Featured stories - Publication date : 01 April 2022
Managing the Land Systems Reference Centre – Successful delivery supporting our MOD and Defence clients

The 1st April 2022 marks the third anniversary of Airbus managing the Land Systems Reference Centre (LSRC) for the UK Ministry of Defence (MOD). The contract, which is to manage test and reference services for deployed operations is now 3 years into its 5-year duration.  Over this time, the Airbus Team have received over 235 operational tasking requests across a diverse customer base, including Capability Delivery Organisations, from Strategic Command, the three front line commands (Army, Navy and Air) and even directly from Industry. 

Continual service for our customers to ensure satisfaction

For 24 of the last 36 months the world has been heavily impacted by the Covid-19 pandemic. Regardless, the LSRC has continued to receive approximately 80 operational tasks each year. To ensure customer satisfaction, and to capture potential improvements, feedback is always sought from our customers.  To date this feedback has been positive with a satisfaction response that has averaged more than 98%, a fantastic statistic for a service delivered to such a wide customer base.

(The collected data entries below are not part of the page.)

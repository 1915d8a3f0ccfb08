//! Protect workflow: seal a folder into an archive, then generate recovery data

use super::{Orchestrator, ProtectReport, RecoveryState, TreeReport, UnitFailure};
use crate::archive::CreateOptions;
use crate::archive::volumes::{
    archive_path_for, find_volumes, promote_volumes, remove_volumes, staging_path_for,
};
use crate::error::{Error, Result, io_at};
use crate::types::{ArchiveJob, ArchiveStatus, Event, Stage};
use std::path::{Path, PathBuf};
use tracing::{debug, info, warn};

/// Absolute form of an existing directory
fn existing_dir(path: &Path) -> Result<PathBuf> {
    let metadata = std::fs::metadata(path).map_err(|e| io_at(path, e))?;
    if !metadata.is_dir() {
        return Err(Error::InvalidPath {
            path: path.to_path_buf(),
            reason: "not a directory".to_string(),
        });
    }
    std::path::absolute(path).map_err(|e| io_at(path, e))
}

/// Immediate children of `folder` that are not volumes of the staging archive
fn source_entries(folder: &Path, staging: &Path) -> Result<Vec<PathBuf>> {
    let staged = find_volumes(staging)?;
    let mut entries = Vec::new();
    for entry in std::fs::read_dir(folder).map_err(|e| io_at(folder, e))? {
        let path = entry.map_err(|e| io_at(folder, e))?.path();
        if !staged.contains(&path) {
            entries.push(path);
        }
    }
    entries.sort();
    Ok(entries)
}

/// Remove snapshotted source entries; returns how many could not be removed
fn remove_source_entries(entries: &[PathBuf]) -> usize {
    let mut failed = 0;
    for entry in entries {
        let result = match std::fs::symlink_metadata(entry) {
            Ok(m) if m.is_dir() => std::fs::remove_dir_all(entry),
            Ok(_) => std::fs::remove_file(entry),
            Err(e) if e.kind() == std::io::ErrorKind::NotFound => Ok(()),
            Err(e) => Err(e),
        };
        if let Err(e) = result {
            warn!(path = ?entry, error = %e, "could not remove archived source entry");
            failed += 1;
        }
    }
    failed
}

impl Orchestrator {
    /// Seal `folder` into `<folder>/<name>.7z` and protect it with recovery data
    ///
    /// An existing archive is reused (`AlreadyExists`) and existing recovery
    /// data is kept, so running this twice is safe. A failed archive step
    /// never proceeds to recovery generation.
    ///
    /// # Errors
    ///
    /// - `NotFound` / `InvalidPath` when `folder` is not an existing directory
    /// - `ToolNotFound` when an external tool is missing
    /// - `ToolExecutionFailed` when archiving, testing or recovery generation fails
    pub async fn protect_folder(&self, folder: &Path) -> Result<ProtectReport> {
        let folder = existing_dir(folder)?;
        let archive_path = archive_path_for(&folder)?;
        let mut job = ArchiveJob::new(folder.clone(), archive_path.clone());

        self.emit_event(Event::Protecting {
            folder: folder.clone(),
        });

        let mut archive_error = None;
        let existing = find_volumes(&archive_path)?;
        if existing.is_empty() {
            match self.seal(&folder, &archive_path).await {
                Ok(volumes) => {
                    job.transition(ArchiveStatus::Created)?;
                    info!(?archive_path, volumes, "archive created");
                    self.emit_event(Event::ArchiveCreated {
                        archive: archive_path.clone(),
                        volumes,
                    });
                }
                Err(e) => {
                    job.transition(ArchiveStatus::Failed)?;
                    archive_error = Some(e);
                }
            }
        } else {
            job.transition(ArchiveStatus::AlreadyExists)?;
            info!(?archive_path, volumes = existing.len(), "archive already exists");
            self.emit_event(Event::ArchiveExists {
                archive: archive_path.clone(),
            });
        }

        if !job.is_sealed() {
            let e = archive_error.unwrap_or_else(|| Error::not_found(&archive_path));
            return Err(self.report_failure(&folder, Stage::Archive, e));
        }

        let volumes = find_volumes(&archive_path)?;
        if volumes.is_empty() {
            let e = Error::not_found(&archive_path);
            return Err(self.report_failure(&folder, Stage::Archive, e));
        }

        let recovery = match self.planner.protect(&volumes).await {
            Ok(generated) => {
                self.emit_event(Event::RecoveryGenerated {
                    output: generated.output.clone(),
                    recovery_files: generated.plan.recovery_file_count(),
                });
                RecoveryState::Generated {
                    output: generated.output,
                    plan: generated.plan,
                }
            }
            Err(Error::OutputAlreadyExists(output)) => {
                info!(?output, "recovery data already present");
                self.emit_event(Event::RecoveryExists {
                    output: output.clone(),
                });
                RecoveryState::AlreadyPresent { output }
            }
            Err(e) => return Err(self.report_failure(&folder, Stage::Recovery, e)),
        };

        Ok(ProtectReport {
            job,
            volumes,
            recovery,
        })
    }

    /// Create the archive for `folder`, returning the number of volumes written
    async fn seal(&self, folder: &Path, archive_path: &Path) -> Result<usize> {
        let settings = &self.config.archive;

        if !settings.two_phase {
            let options = CreateOptions {
                delete_source: settings.delete_source,
            };
            self.archive.create(folder, archive_path, options).await?;
            return Ok(find_volumes(archive_path)?.len());
        }

        let staging = staging_path_for(folder)?;
        let stale = remove_volumes(&staging)?;
        if stale > 0 {
            warn!(?staging, stale, "removed stale staging archive");
        }

        let entries = source_entries(folder, &staging)?;
        debug!(?folder, entries = entries.len(), "archiving into staging name");

        let staged = self
            .stage_and_test(folder, &staging)
            .await
            .and_then(|()| promote_volumes(&staging, archive_path));
        let promoted = match staged {
            Ok(promoted) => promoted,
            Err(e) => {
                if let Err(cleanup) = remove_volumes(&staging) {
                    warn!(?staging, error = %cleanup, "could not remove staging archive");
                }
                return Err(e);
            }
        };

        if settings.delete_source {
            let failed = remove_source_entries(&entries);
            if failed > 0 {
                warn!(?folder, failed, "archive sealed but some source entries remain");
            }
        }
        Ok(promoted.len())
    }

    async fn stage_and_test(&self, folder: &Path, staging: &Path) -> Result<()> {
        self.archive
            .create(folder, staging, CreateOptions::default())
            .await?;

        let staged = find_volumes(staging)?;
        let entry_point = staged.first().ok_or_else(|| Error::not_found(staging))?;
        self.archive.test(entry_point).await
    }

    /// Run [`protect_folder`](Self::protect_folder) on every immediate subdirectory of `root`
    ///
    /// Subdirectories are processed in name order. A missing external tool
    /// aborts the batch; other failures are recorded and the batch continues.
    pub async fn protect_tree(&self, root: &Path) -> Result<TreeReport<ProtectReport>> {
        let root = existing_dir(root)?;
        let mut report = TreeReport::start(root.clone());

        let mut folders = Vec::new();
        for entry in std::fs::read_dir(&root).map_err(|e| io_at(&root, e))? {
            let entry = entry.map_err(|e| io_at(&root, e))?;
            if entry.file_type().map(|t| t.is_dir()).unwrap_or(false) {
                folders.push(entry.path());
            }
        }
        folders.sort();

        for folder in folders {
            match self.protect_folder(&folder).await {
                Ok(unit) => report.completed.push(unit),
                Err(e) if e.is_fatal() => return Err(e),
                Err(e) => report.failures.push(UnitFailure::new(folder, &e)),
            }
        }

        let report = report.finish();
        info!(
            ?root,
            completed = report.completed.len(),
            failed = report.failures.len(),
            "protect finished"
        );
        Ok(report)
    }
}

This level of satisfaction might only be achieved through Suitably Qualified and Experienced Personnel working within an effective Quality Management System, both of which reside a the LSRC.  As a test house high levels of quality and assurance is crucial and the LSRC’s approach is to aim for high fidelity when it comes to test rigour, as exhibited by the outcomes of the Centre’s ISO9001/2015 surveillance visits, the latest of which provided a completely clean bill of health, with no non-compliances seen for the third year running. 

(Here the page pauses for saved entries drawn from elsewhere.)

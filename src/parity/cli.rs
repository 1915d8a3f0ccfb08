//! CLI-based PAR2 handler using an external par2 binary

use super::parser::{ExitStatus, MarkerSet, parse_repair_output, parse_verify_output};
use super::traits::{CreateRequest, ParityCapabilities, ParityHandler, RepairReport, VerifyReport};
use crate::config::Par2Dialect;
use crate::error::Error;
use crate::utils::{ToolOutput, file_name_str, run_tool};
use async_trait::async_trait;
use std::ffi::OsString;
use std::path::{Path, PathBuf};
use tokio::process::Command;
use tracing::debug;

/// CLI-based PAR2 handler using an external par2 binary
///
/// The dialect decides both the switches passed on creation and the marker
/// set used to classify verify and repair reports.
///
/// # Examples
///
/// ```no_run
/// use parvault::config::Par2Dialect;
/// use parvault::parity::{CliParityHandler, ParityHandler};
/// use std::path::{Path, PathBuf};
///
/// # #[tokio::main]
/// # async fn main() -> Result<(), Box<dyn std::error::Error>> {
/// // Create with explicit path
/// let handler = CliParityHandler::new(PathBuf::from("/usr/bin/par2"), Par2Dialect::Par2Cmdline);
///
/// // Or auto-discover from PATH
/// let handler = CliParityHandler::from_path(Par2Dialect::Par2j)
///     .expect("par2j64 not found in PATH");
///
/// let report = handler.verify(Path::new("/photos/2005/2005.7z.001.par2")).await?;
/// # Ok(())
/// # }
/// ```
pub struct CliParityHandler {
    binary_path: PathBuf,
    dialect: Par2Dialect,
    markers: MarkerSet,
}

impl CliParityHandler {
    /// Create a new CLI handler with an explicit binary path
    pub fn new(binary_path: PathBuf, dialect: Par2Dialect) -> Self {
        Self {
            binary_path,
            dialect,
            markers: MarkerSet::for_dialect(dialect),
        }
    }

    /// Attempt to find a binary for `dialect` in PATH
    pub fn from_path(dialect: Par2Dialect) -> Option<Self> {
        dialect
            .binary_names()
            .iter()
            .find_map(|name| which::which(name).ok())
            .map(|path| Self::new(path, dialect))
    }

    /// Path of the binary this handler runs
    pub fn binary_path(&self) -> &Path {
        &self.binary_path
    }

    /// Dialect spoken by the binary
    pub fn dialect(&self) -> Par2Dialect {
        self.dialect
    }

    fn tool_name(&self) -> String {
        self.binary_path.display().to_string()
    }

    /// Arguments for `c` (create) in this handler's dialect
    pub(crate) fn create_args(&self, request: &CreateRequest) -> Vec<OsString> {
        let mut args: Vec<OsString> = vec!["c".into()];
        match self.dialect {
            Par2Dialect::Par2j => {
                args.push(format!("/rr{}", request.redundancy_percent).into());
                args.push(format!("/sm{}", request.slice_size_factor).into());
                // recovery files next to the sources
                args.push("/rd0".into());
                args.push(format!("/rf{}", request.recovery_file_count).into());
                args.push(format!("/lc{}", request.parallelism).into());
            }
            Par2Dialect::Par2Cmdline => {
                args.push(format!("-r{}", request.redundancy_percent).into());
                if request.recovery_file_count > 0 {
                    args.push(format!("-n{}", request.recovery_file_count).into());
                }
                args.push("--".into());
            }
        }
        args.push(request.output.clone().into());
        args.extend(request.sources.iter().map(|s| s.clone().into_os_string()));
        args
    }

    /// Run `mode` (`v` or `r`) against a control file from inside its directory
    async fn run_in_place(&self, mode: &str, par2_file: &Path) -> crate::Result<ToolOutput> {
        if !par2_file.is_file() {
            return Err(Error::not_found(par2_file));
        }
        let name = file_name_str(par2_file)?;
        let dir = match par2_file.parent() {
            Some(parent) if !parent.as_os_str().is_empty() => parent,
            _ => Path::new("."),
        };

        debug!(?par2_file, mode, binary = ?self.binary_path, "running parity tool");
        run_tool(
            Command::new(&self.binary_path)
                .arg(mode)
                .arg(name)
                .current_dir(dir),
            &self.tool_name(),
        )
        .await
    }
}

#[async_trait]
impl ParityHandler for CliParityHandler {
    async fn create(&self, request: &CreateRequest) -> crate::Result<()> {
        let args = self.create_args(request);
        debug!(output = ?request.output, sources = request.sources.len(), ?args, "running parity create");

        let tool = self.tool_name();
        run_tool(Command::new(&self.binary_path).args(&args), &tool)
            .await?
            .require_success(&tool)?;
        Ok(())
    }

    async fn verify(&self, par2_file: &Path) -> crate::Result<VerifyReport> {
        // damage is reported with a non-zero exit, so the status is not checked
        let output = self.run_in_place("v", par2_file).await?;
        Ok(parse_verify_output(&output.stdout, &output.stderr, &self.markers))
    }

    async fn repair(&self, par2_file: &Path) -> crate::Result<RepairReport> {
        let output = self.run_in_place("r", par2_file).await?;
        Ok(parse_repair_output(
            &output.stdout,
            &output.stderr,
            ExitStatus::from(output.success),
            &self.markers,
        ))
    }

    fn capabilities(&self) -> ParityCapabilities {
        ParityCapabilities {
            can_create: true,
            can_verify: true,
            can_repair: true,
        }
    }

    fn name(&self) -> &'static str {
        match self.dialect {
            Par2Dialect::Par2j => "cli-par2j",
            Par2Dialect::Par2Cmdline => "cli-par2",
        }
    }
}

Wide and diverse service operations to support defence exercises

The LSRC’s Service Requests over the last year has been as wide and diverse as ever.  We continue to include International Interoperability in our portfolio of support, remotely taking part in Coalition Warrior Interoperability eXploration, eXperimentation, eXamination eXercise 2021 (CWIX21) and the Joint Warfighter Assessment 2021 (JWA21).  In the experimentation space we have supported two Army Warfighting Experiments (AWE), Exercise Dynamic Warrior that focused on simulated training, and Urban Understand, an exercise to establishing the network requirements for future AWE activities.  We have supported Cyber Training with Exercise Cyber Coalition 21 and Defence Cyber Marvel.  Characterisation has also been a recurring theme, with concept testing for telemedicine prior to Exercise CHIRON CERTIIFY and a host of Joint Service Publication 604 (JSP604) release and assurance tasks.

Our customer base over the last twelve months has also been as rich as ever.  We continue to support application testing from both Defence Digital (DD) and the Defence Equipment and Support (DE&S) organisation.  This has included applications such as MyHR, a Human Resources tool, and Project SCEPTRE, the new Mission Management application for the Typhoon airframe.  We have also supported testing on RAVEN, a communications system developed by AIR, demonstrating that the LSRC’s support isn’t limited as its name suggest, LSRC support can be much further reaching.

How is all of this be achieved?  How dedicated team and tools support Land Systems Reference Centre?

The LSRC construct is about providing the real estate to support test activities and the reference equipment needed to test against.  It provides the connectivity to link systems both locally and over dispersed test sites and the tools needed to instrument test environments.  Most importantly the experienced test and support staff needed to define requirements, plan, implement and conduct testing, to analyse data and to produce test reports.  The LSRC contract provides this service through Airbus and Capgemini staff, supporting independent testing, regardless of the company providing the system under test. 

While the staff are unquestionably the brains behind the LSRC’s success, the LSRC’s test tools might be considered the beating heart of the capability.   In the last year an update to the network monitoring tools has been delivered, futureproofing network monitoring for the foreseeable future.  Together with the network emulation, stimulation and analytical applications, these network monitoring tools allow traffic exchanges to be captured, and the results contextualised for our customers.  A new suite of tools has also been provided for the Pegasus Test Capability, ensuring that the capability is afforded with tools, including automation tools, on a dedicated basis. 

Successful delivery supporting our MOD and Defence clients   

Adrian Maul, the LSRC Head of Delivery for Airbus said “The Covid pandemic has continued to affect the whole world throughout our 3rd year of running the Centre and I am proud to say that we have not allowed it to affect our service delivery having an extremely successful year supporting our MOD and Defence clients. We have delivered more than 80 tasks over the past year, including deploying to Salisbury Plain to support Army Warfighting Experiment 2021 (AWE21); as well as introducing the new MANNA Exercise Support Network capability within the LSRC to more effectively support this type of deployed activity.  Of course success cannot be achieved without the hard work and dedication of the team that is delivering it, and I have been humbled at the way that the LSRC team have all pulled together and supported one another during these difficult times to enable this to happen”.